_SUPPLIED DATA_
//! Checksummed write sessions
//!
//! A `ChecksumWriter` streams bytes to a destination file while folding them
//! into a running checksum. When the session closes it:
//!
//! 1. closes the destination (flush, optional fsync)
//! 2. finalizes the checksum with the total byte count
//! 3. writes one `"<checksum> <size> <basename>"` line to the manifest target
//!
//! Close runs from `Drop` as well, so an early return or `?` in the caller
//! still closes the destination and attempts the manifest line. An explicit
//! `close()` is preferred since it can return the error.
//!
//! A failed or short write to the destination poisons the session: the
//! destination is still closed but no manifest entry is produced.

mod policy;

pub use policy::{write_manifest_line, ChecksumPolicy, ManifestTarget, WriteMode};

use std::fs::File;
use std::io::{self, BufWriter, Read, Seek, Write};
use std::path::{Path, PathBuf};

use crate::checksum::{Checksummer, DEFAULT_BUFFER_SIZE};
use crate::errors::{CksumError, CksumResult};
use crate::manifest::{manifest_filename, ManifestEntry};
use crate::observability::{log_event_with_fields, trace_event, CumulativeTimer, Event, IoTimings};

/// Write session that records a manifest entry on close.
pub struct ChecksumWriter {
    path: PathBuf,
    /// Base name recorded in the manifest
    filename: String,
    policy: ChecksumPolicy,
    manifest: Option<(PathBuf, WriteMode)>,
    /// `None` once closed
    destination: Option<BufWriter<File>>,
    checksummer: Checksummer,
    bytes_written: u64,
    poisoned: bool,
    io_timer: CumulativeTimer,
    checksum_timer: CumulativeTimer,
}

impl ChecksumWriter {
    /// Opens `path` for writing (created or truncated).
    ///
    /// With checksumming enabled the base name must be valid UTF-8 without
    /// whitespace; this is checked before the destination is touched.
    ///
    /// # Errors
    ///
    /// `InvalidFilename` for an unusable base name, `Io` if the destination
    /// cannot be created.
    pub fn create(path: impl AsRef<Path>, policy: ChecksumPolicy) -> CksumResult<Self> {
        let path = path.as_ref().to_path_buf();

        let (filename, manifest) = if policy.enabled {
            (
                manifest_filename(&path)?,
                policy.manifest_target.resolve(&path)?,
            )
        } else {
            let filename =
                manifest_filename(&path).unwrap_or_else(|_| path.display().to_string());
            (filename, None)
        };

        let mut io_timer = CumulativeTimer::new();
        let file = io_timer
            .time(|| File::create(&path))
            .map_err(|e| CksumError::io_at_path("failed to create", &path, e))?;

        trace_event(
            Event::WriterOpen,
            &[
                ("algorithm", policy.algorithm.as_str()),
                ("checksum", if policy.enabled { "on" } else { "off" }),
                ("path", &path.display().to_string()),
            ],
        );

        Ok(Self {
            filename,
            manifest,
            destination: Some(BufWriter::with_capacity(DEFAULT_BUFFER_SIZE, file)),
            checksummer: Checksummer::new(policy.algorithm),
            bytes_written: 0,
            poisoned: false,
            io_timer,
            checksum_timer: CumulativeTimer::new(),
            policy,
            path,
        })
    }

    /// Writes a whole buffer as one checksummed file and closes the session.
    pub fn write_file(
        path: impl AsRef<Path>,
        data: &[u8],
        policy: ChecksumPolicy,
    ) -> CksumResult<Option<ManifestEntry>> {
        let mut writer = Self::create(path, policy)?;
        writer
            .write_all(data)
            .map_err(|e| CksumError::io_at_path("failed to write", &writer.path, e))?;
        writer.close()
    }

    /// Streams `reader` to the destination in `buffer_size` chunks.
    ///
    /// Returns the number of bytes copied.
    pub fn copy_from<R: Read>(&mut self, reader: &mut R, buffer_size: usize) -> CksumResult<u64> {
        let mut buffer = vec![0u8; buffer_size.max(1)];
        let mut copied = 0u64;

        loop {
            let count = match reader.read(&mut buffer) {
                Ok(0) => break,
                Ok(n) => n,
                Err(e) if e.kind() == io::ErrorKind::Interrupted => continue,
                Err(e) => return Err(CksumError::io("failed to read input stream", e)),
            };
            self.write_all(&buffer[..count])
                .map_err(|e| CksumError::io_at_path("failed to write", &self.path, e))?;
            copied += count as u64;
        }

        Ok(copied)
    }

    /// Current position in the destination.
    pub fn tell(&mut self) -> CksumResult<u64> {
        let destination = self.destination.as_mut().ok_or_else(|| closed_error(&self.path))?;
        self.io_timer
            .time(|| destination.stream_position())
            .map_err(|e| CksumError::io_at_path("failed to tell", &self.path, e))
    }

    pub fn path(&self) -> &Path {
        &self.path
    }

    /// Name that will be recorded in the manifest.
    pub fn filename(&self) -> &str {
        &self.filename
    }

    pub fn bytes_written(&self) -> u64 {
        self.bytes_written
    }

    /// Manifest file the entry will be written to, if any.
    pub fn manifest_path(&self) -> Option<&Path> {
        self.manifest.as_ref().map(|(path, _)| path.as_path())
    }

    pub fn timings(&self) -> IoTimings {
        IoTimings::from_timers(&self.io_timer, &self.checksum_timer)
    }

    /// Closes the session and returns the recorded entry.
    ///
    /// Returns `Ok(None)` when checksumming is disabled.
    ///
    /// # Errors
    ///
    /// - `Io` if the destination cannot be flushed/closed or the manifest
    ///   target cannot be written
    /// - `IncompleteWrite` if an earlier write failed
    pub fn close(mut self) -> CksumResult<Option<ManifestEntry>> {
        self.finish()
    }

    fn finish(&mut self) -> CksumResult<Option<ManifestEntry>> {
        let Some(destination) = self.destination.take() else {
            return Ok(None);
        };

        // The destination is always closed first
        let fsync = self.policy.fsync;
        if let Err(e) = self.io_timer.time(|| close_destination(destination, fsync)) {
            self.poisoned = true;
            return Err(CksumError::io_at_path("failed to close", &self.path, e));
        }

        if !self.policy.enabled {
            trace_event(
                Event::WriterClose,
                &[
                    ("bytes", &self.bytes_written.to_string()),
                    ("path", &self.path.display().to_string()),
                ],
            );
            return Ok(None);
        }

        if self.poisoned {
            return Err(CksumError::IncompleteWrite {
                filename: self.filename.clone(),
            });
        }

        let checksummer =
            std::mem::replace(&mut self.checksummer, Checksummer::new(self.policy.algorithm));
        let checksum = self.checksum_timer.time(|| checksummer.finalize());
        let entry = ManifestEntry::new(checksum, self.bytes_written, self.filename.clone());

        if let Some((manifest_path, mode)) = &self.manifest {
            self.io_timer
                .time(|| write_manifest_line(manifest_path, *mode, &entry, fsync))?;

            trace_event(
                Event::ManifestAppend,
                &[
                    ("entry", &entry.to_line()),
                    ("manifest", &manifest_path.display().to_string()),
                ],
            );
        }

        trace_event(
            Event::WriterClose,
            &[
                ("bytes", &self.bytes_written.to_string()),
                ("checksum", &checksum.to_string()),
                ("path", &self.path.display().to_string()),
            ],
        );

        Ok(Some(entry))
    }
}

impl Write for ChecksumWriter {
    /// Folds `buf` into the checksum, then writes all of it.
    ///
    /// A partial write is an error that poisons the session.
    fn write(&mut self, buf: &[u8]) -> io::Result<usize> {
        if self.poisoned {
            return Err(io::Error::new(
                io::ErrorKind::Other,
                "write session already failed",
            ));
        }
        let Some(destination) = self.destination.as_mut() else {
            return Err(io::Error::new(io::ErrorKind::Other, "write session closed"));
        };

        if self.policy.enabled {
            let checksummer = &mut self.checksummer;
            self.checksum_timer.time(|| checksummer.update(buf));
        }

        if let Err(e) = self.io_timer.time(|| destination.write_all(buf)) {
            self.poisoned = true;
            return Err(e);
        }

        self.bytes_written += buf.len() as u64;
        Ok(buf.len())
    }

    fn flush(&mut self) -> io::Result<()> {
        let Some(destination) = self.destination.as_mut() else {
            return Ok(());
        };
        self.io_timer.time(|| destination.flush())
    }
}

impl Drop for ChecksumWriter {
    fn drop(&mut self) {
        if self.destination.is_none() {
            return;
        }
        if let Err(e) = self.finish() {
            log_event_with_fields(
                Event::WriterDropCloseFailed,
                &[
                    ("code", e.code()),
                    ("path", &self.path.display().to_string()),
                    ("reason", &e.to_string()),
                ],
            );
        }
    }
}

fn close_destination(destination: BufWriter<File>, fsync: bool) -> io::Result<()> {
    let file = destination.into_inner().map_err(|e| e.into_error())?;
    if fsync {
        file.sync_all()?;
    }
    Ok(())
}

fn closed_error(path: &Path) -> CksumError {
    CksumError::io_at_path(
        "session closed",
        path,
        io::Error::new(io::ErrorKind::Other, "write session closed"),
    )
}
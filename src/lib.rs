//! fastcksum - checksum-verified file I/O and manifest merging
//!
//! - `writer`: stream bytes to a file and record `"<checksum> <size> <name>"`
//!   in a manifest when the session closes
//! - `reader`: read whole files and fail closed unless they match the manifest
//! - `merge`: combine manifests into one sorted, duplicate-free manifest

pub mod checksum;
pub mod cli;
pub mod config;
pub mod errors;
pub mod manifest;
pub mod merge;
pub mod observability;
pub mod reader;
pub mod writer;

pub use checksum::ChecksumAlgorithm;
pub use errors::{CksumError, CksumResult};
pub use manifest::{Manifest, ManifestEntry};
pub use merge::{merge, merge_files, merge_lines, MergeOutcome, MergeRecord, MergeRequest};
pub use reader::{ChecksumReader, ReaderReport, Source};
pub use writer::{ChecksumPolicy, ChecksumWriter, ManifestTarget};
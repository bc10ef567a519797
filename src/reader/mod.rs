//! Checksum-verified reads
//!
//! A `ChecksumReader` holds a loaded manifest. Every file read through it is
//! read completely, checksummed over the literal bytes, and compared against
//! its manifest entry:
//!
//! - a name missing from the manifest fails before any byte is read
//! - size is compared first (`SizeMismatch`), then checksum
//!   (`ChecksumMismatch`)
//! - a failed verification returns no buffer at all
//!
//! Verification covers the whole file, so callers never see bytes that have
//! not been checked.

mod source;

pub use source::Source;

use std::fmt;
use std::fs::File;
use std::io::Read;
use std::path::{Path, PathBuf};

use crate::checksum::ChecksumAlgorithm;
use crate::errors::{CksumError, CksumResult};
use crate::manifest::{Manifest, ManifestEntry};
use crate::observability::{
    log_event_with_fields, trace_event, CumulativeTimer, Event, IoTimings,
};

/// Reader diagnostics at the time of `report()`.
#[derive(Debug, Clone, Copy, PartialEq, Eq)]
pub struct ReaderReport {
    pub verified_count: u64,
    pub bytes_read: u64,
    pub timings: IoTimings,
}

impl fmt::Display for ReaderReport {
    fn fmt(&self, f: &mut fmt::Formatter<'_>) -> fmt::Result {
        write!(f, "Verified {} checksum(s)", self.verified_count)
    }
}

/// Reader that verifies files against a manifest.
#[derive(Debug)]
pub struct ChecksumReader {
    manifest: Option<Manifest>,
    algorithm: ChecksumAlgorithm,
    bytes_read: u64,
    verified_count: u64,
    io_timer: CumulativeTimer,
    checksum_timer: CumulativeTimer,
}

impl ChecksumReader {
    /// Loads `manifest_path`; every read is verified by default.
    pub fn open(manifest_path: impl AsRef<Path>) -> CksumResult<Self> {
        let manifest = Manifest::load(manifest_path.as_ref())?;
        Ok(Self::from_manifest(manifest))
    }

    pub fn from_manifest(manifest: Manifest) -> Self {
        Self::build(Some(manifest))
    }

    /// A reader without a manifest. Reads are unchecked.
    pub fn unverified() -> Self {
        Self::build(None)
    }

    fn build(manifest: Option<Manifest>) -> Self {
        Self {
            manifest,
            algorithm: ChecksumAlgorithm::default(),
            bytes_read: 0,
            verified_count: 0,
            io_timer: CumulativeTimer::new(),
            checksum_timer: CumulativeTimer::new(),
        }
    }

    pub fn with_algorithm(mut self, algorithm: ChecksumAlgorithm) -> Self {
        self.algorithm = algorithm;
        self
    }

    pub fn manifest(&self) -> Option<&Manifest> {
        self.manifest.as_ref()
    }

    /// Whether `read` verifies by default.
    pub fn is_verifying(&self) -> bool {
        self.manifest.is_some()
    }

    /// Reads a whole source, verifying it when a manifest is loaded.
    pub fn read(&mut self, source: Source<'_>) -> CksumResult<Vec<u8>> {
        let verify = self.is_verifying();
        self.read_with(source, verify)
    }

    /// Reads a whole source with an explicit verification choice.
    ///
    /// # Errors
    ///
    /// - `NoManifest` if `verify` is set on an unverified reader
    /// - `UnknownFilename` if the source is not listed
    /// - `SizeMismatch` / `ChecksumMismatch` on verification failure
    /// - `Io` if the source cannot be opened or read
    pub fn read_with(&mut self, source: Source<'_>, verify: bool) -> CksumResult<Vec<u8>> {
        let expected = if verify {
            Some(self.lookup(&source)?)
        } else {
            None
        };

        let display_name = source.display_name();
        let data = self.read_source(source)?;
        self.bytes_read += data.len() as u64;

        if let Some((entry, origin)) = expected {
            self.verify(&display_name, &data, &entry, origin)?;
        }

        Ok(data)
    }

    /// Checks that every name is listed, without reading anything.
    pub fn verify_names<'n, I>(&self, names: I) -> CksumResult<()>
    where
        I: IntoIterator<Item = &'n Path>,
    {
        for name in names {
            self.lookup(&Source::Path(name))?;
        }
        Ok(())
    }

    fn lookup(&self, source: &Source<'_>) -> CksumResult<(ManifestEntry, PathBuf)> {
        let manifest = self.manifest.as_ref().ok_or(CksumError::NoManifest)?;
        let filename = source.lookup_name()?;

        match manifest.get(&filename) {
            Some(entry) => Ok((entry.clone(), manifest.origin().to_path_buf())),
            None => Err(CksumError::UnknownFilename {
                filename,
                manifest: manifest.origin().to_path_buf(),
            }),
        }
    }

    fn read_source(&mut self, source: Source<'_>) -> CksumResult<Vec<u8>> {
        let mut data = Vec::new();

        match source {
            Source::Path(path) => {
                let mut file = self
                    .io_timer
                    .time(|| File::open(path))
                    .map_err(|e| CksumError::io_at_path("failed to open", path, e))?;

                if let Ok(metadata) = file.metadata() {
                    data.reserve(metadata.len() as usize);
                }

                self.io_timer
                    .time(|| file.read_to_end(&mut data))
                    .map_err(|e| CksumError::io_at_path("failed to read", path, e))?;
                // `file` is ours and closes here
            }
            Source::Handle { reader, name } => {
                self.io_timer
                    .time(|| reader.read_to_end(&mut data))
                    .map_err(|e| CksumError::io(format!("failed to read {}", name), e))?;
            }
        }

        Ok(data)
    }

    fn verify(
        &mut self,
        display_name: &str,
        data: &[u8],
        entry: &ManifestEntry,
        manifest: PathBuf,
    ) -> CksumResult<()> {
        let size = data.len() as u64;

        if size != entry.size {
            let err = CksumError::SizeMismatch {
                filename: display_name.to_string(),
                actual: size,
                expected: entry.size,
                manifest,
            };
            log_failure(&err, display_name);
            return Err(err);
        }

        let algorithm = self.algorithm;
        let checksum = self.checksum_timer.time(|| algorithm.checksum(data));

        if checksum != entry.checksum {
            let err = CksumError::ChecksumMismatch {
                filename: display_name.to_string(),
                actual: checksum,
                expected: entry.checksum,
                manifest,
            };
            log_failure(&err, display_name);
            return Err(err);
        }

        self.verified_count += 1;
        trace_event(
            Event::ReadVerified,
            &[
                ("checksum", &checksum.to_string()),
                ("path", display_name),
                ("size", &size.to_string()),
            ],
        );

        Ok(())
    }

    pub fn bytes_read(&self) -> u64 {
        self.bytes_read
    }

    pub fn verified_count(&self) -> u64 {
        self.verified_count
    }

    pub fn timings(&self) -> IoTimings {
        IoTimings::from_timers(&self.io_timer, &self.checksum_timer)
    }

    /// Logs and returns the session diagnostics.
    pub fn report(&self) -> ReaderReport {
        let report = ReaderReport {
            verified_count: self.verified_count,
            bytes_read: self.bytes_read,
            timings: self.timings(),
        };

        log_event_with_fields(
            Event::ReaderReport,
            &[
                ("bytes_read", &report.bytes_read.to_string()),
                ("checksum_ms", &report.timings.checksum.as_millis().to_string()),
                ("io_ms", &report.timings.io.as_millis().to_string()),
                ("verified", &report.verified_count.to_string()),
            ],
        );

        report
    }
}

fn log_failure(err: &CksumError, display_name: &str) {
    log_event_with_fields(
        Event::ReadVerifyFailed,
        &[
            ("code", err.code()),
            ("path", display_name),
            ("reason", &err.to_string()),
        ],
    );
}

_ABOUT THIS EXERCISE_
The entries above hold the needed span. Transcribe exactly the lines from the one with "pub use source::Source;" to the one with "pub fn unverified()", both included.

_YOUR SOLUTION_
pub use source::Source;

use std::fmt;
use std::fs::File;
use std::io::Read;
use std::path::{Path, PathBuf};

use crate::checksum::ChecksumAlgorithm;
use crate::errors::{CksumError, CksumResult};
use crate::manifest::{Manifest, ManifestEntry};
use crate::observability::{
    log_event_with_fields, trace_event, CumulativeTimer, Event, IoTimings,
};

/// Reader diagnostics at the time of `report()`.
#[derive(Debug, Clone, Copy, PartialEq, Eq)]
pub struct ReaderReport {
    pub verified_count: u64,
    pub bytes_read: u64,
    pub timings: IoTimings,
}

impl fmt::Display for ReaderReport {
    fn fmt(&self, f: &mut fmt::Formatter<'_>) -> fmt::Result {
        write!(f, "Verified {} checksum(s)", self.verified_count)
    }
}

/// Reader that verifies files against a manifest.
#[derive(Debug)]
pub struct ChecksumReader {
    manifest: Option<Manifest>,
    algorithm: ChecksumAlgorithm,
    bytes_read: u64,
    verified_count: u64,
    io_timer: CumulativeTimer,
    checksum_timer: CumulativeTimer,
}

impl ChecksumReader {
    /// Loads `manifest_path`; every read is verified by default.
    pub fn open(manifest_path: impl AsRef<Path>) -> CksumResult<Self> {
        let manifest = Manifest::load(manifest_path.as_ref())?;
        Ok(Self::from_manifest(manifest))
    }

    pub fn from_manifest(manifest: Manifest) -> Self {
        Self::build(Some(manifest))
    }

    /// A reader without a manifest. Reads are unchecked.
    pub fn unverified() -> Self {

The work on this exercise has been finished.